I removed the shelf for staining and started planning the doors.
The doors would be the heart and soul of this project. I wanted them to look great, but I needed them to be easy. I decided that I would use 1/2 inch birch plywood for the cabinet doors and 1/2 birch plywood rectangles for the faux drawer faces. Before I got into building them, I had to figure out my hinge situation. Since this piece was a chest of drawers, it didn’t fit neatly into the frame/frameless cabinet classification. It was technically frameless, but there were wooden drawer stops (I think that was their purpose) on the inside that would interfere with hinges intended for frameless cabinets. To solve this, I needed to cut notches in the stops to accommodate the hinges. I used a small hand saw for this.
I later made these notches even bigger, as that eased my job of installing the hinges.
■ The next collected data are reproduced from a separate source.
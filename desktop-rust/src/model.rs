use std::time::{Duration, Instant};

use egui::{Pos2, Rect};
use mcu_dashboard_common::Notification;

/// How long a toast stays on screen
pub const TOAST_DURATION: Duration = Duration::from_secs(3);

#[derive(Debug, Clone)]
pub struct Toast {
    pub message: &'static str,
    pub is_error: bool,
    expires_at: Instant,
}

/// Front-end-only state: toasts and the upload timer
#[derive(Debug, Default)]
pub struct UiState {
    toasts: Vec<Toast>,
    last_upload_tick: Option<Instant>,
}

impl UiState {
    pub fn push_notification(&mut self, notification: &Notification, now: Instant) {
        self.toasts.push(Toast {
            message: notification.message(),
            is_error: matches!(notification, Notification::FileRejected(_)),
            expires_at: now + TOAST_DURATION,
        });
    }

    /// Drop expired toasts; returns the time until the next one expires
    pub fn prune_toasts(&mut self, now: Instant) -> Option<Duration> {
        self.toasts.retain(|t| t.expires_at > now);
        self.toasts
            .iter()
            .map(|t| t.expires_at.saturating_duration_since(now))
            .min()
    }

    pub fn toasts(&self) -> &[Toast] {
        &self.toasts
    }

    /// Whether an upload tick is due; the first call only starts the clock
    pub fn upload_tick_due(&mut self, now: Instant, interval: Duration) -> bool {
        match self.last_upload_tick {
            None => {
                self.last_upload_tick = Some(now);
                false
            }
            Some(last) if now.saturating_duration_since(last) >= interval => {
                self.last_upload_tick = Some(now);
                true
            }
            Some(_) => false,
        }
    }

    pub fn stop_upload_clock(&mut self) {
        self.last_upload_tick = None;
    }
}

/// A click landed, and not on the popup or the button that opened it
pub fn clicked_outside(click: Option<Pos2>, keep: &[Rect]) -> bool {
    click.is_some_and(|pos| !keep.iter().any(|rect| rect.contains(pos)))
}

#[cfg(test)]
mod tests {
    use super::*;

    #[test]
    fn test_toast_expiry() {
        let start = Instant::now();
        let mut state = UiState::default();
        state.push_notification(&Notification::ChangesSaved, start);
        state.push_notification(
            &Notification::FileRejected("a.csv".to_string()),
            start + Duration::from_secs(1),
        );

        assert_eq!(state.prune_toasts(start), Some(TOAST_DURATION));
        assert!(state.toasts()[1].is_error);

        let later = start + Duration::from_millis(3500);
        assert_eq!(state.prune_toasts(later), Some(Duration::from_millis(500)));
        assert_eq!(state.toasts().len(), 1);
        assert_eq!(state.toasts()[0].message, "Mohon pilih file format Excel (.xls atau .xlsx)");

        assert_eq!(state.prune_toasts(start + Duration::from_secs(5)), None);
    }

    #[test]
    fn test_clicked_outside() {
        let button = Rect::from_min_max(Pos2::new(0.0, 0.0), Pos2::new(100.0, 24.0));
        let popup = Rect::from_min_max(Pos2::new(0.0, 24.0), Pos2::new(160.0, 140.0));
        let keep = [button, popup];

        assert!(!clicked_outside(None, &keep));
        assert!(!clicked_outside(Some(Pos2::new(50.0, 10.0)), &keep));
        assert!(!clicked_outside(Some(Pos2::new(150.0, 100.0)), &keep));
        assert!(clicked_outside(Some(Pos2::new(400.0, 300.0)), &keep));
    }

    #[test]
    fn test_upload_tick_due() {
        let start = Instant::now();
        let interval = Duration::from_millis(150);
        let mut state = UiState::default();

        assert!(!state.upload_tick_due(start, interval));
        assert!(!state.upload_tick_due(start + Duration::from_millis(100), interval));
        assert!(state.upload_tick_due(start + Duration::from_millis(150), interval));
        assert!(!state.upload_tick_due(start + Duration::from_millis(200), interval));

        state.stop_upload_clock();
        assert!(!state.upload_tick_due(start + Duration::from_secs(1), interval));
    }
}
//! MCU Dashboard Common Library
//!
//! Participant model, the filter → search → sort → paginate pipeline, row
//! selection, the upload simulation and the dashboard state machine. Shared
//! by the CLI and the desktop app.

pub mod columns;
pub mod date;
pub mod error;
pub mod form;
pub mod mock;
pub mod navigation;
pub mod pipeline;
pub mod selection;
pub mod table;
pub mod types;
pub mod upload;

pub use columns::{visible_columns, Column};
pub use error::{Error, Result};
pub use form::{EditSession, FieldKind, FormField, FormSection, FormTab};
pub use navigation::{Dashboard, Dropdown, Notification, ReturnView, View};
pub use pipeline::{process, DataView, SortKey, SortOrder, SortState, ViewQuery, PAGE_SIZE};
pub use selection::{CheckState, Selection};
pub use table::TableState;
pub use types::{
    find_participant, Gender, InspectionResult, Participant, ParticipantKind, ResultFilter,
};
pub use upload::{UploadForm, UploadProgress, UploadedBatch};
With the hinge situation worked out, I turned my full attention to building the doors. My idea was to install 9 faux drawers faces to each door. I measured the space for the doors, accounting for a 1/8 inch gap all around and then cut the two pieces of 1/2 inch plywood. I then did some arithmetic to figure out the best dimensions for my faux drawer faces and the optimal spacing between them. I ended up making my drawer faces 8 x 7 inches and leaving about a 1/2 inch gap between the drawers. I had two different sheets of 1/2 inch birch plywood on hand. One sheet, I had just bought, and the other, I had bought a while back. They were very different in color – one much darker than the other. I decided to cut drawer faces from both sheets and to mix up the grain pattern. On some, the grain would be horizontal and on others, it would be vertical. I hoped this would give a cool effect. After I cut all the faux drawer faces, I arranged them on each door.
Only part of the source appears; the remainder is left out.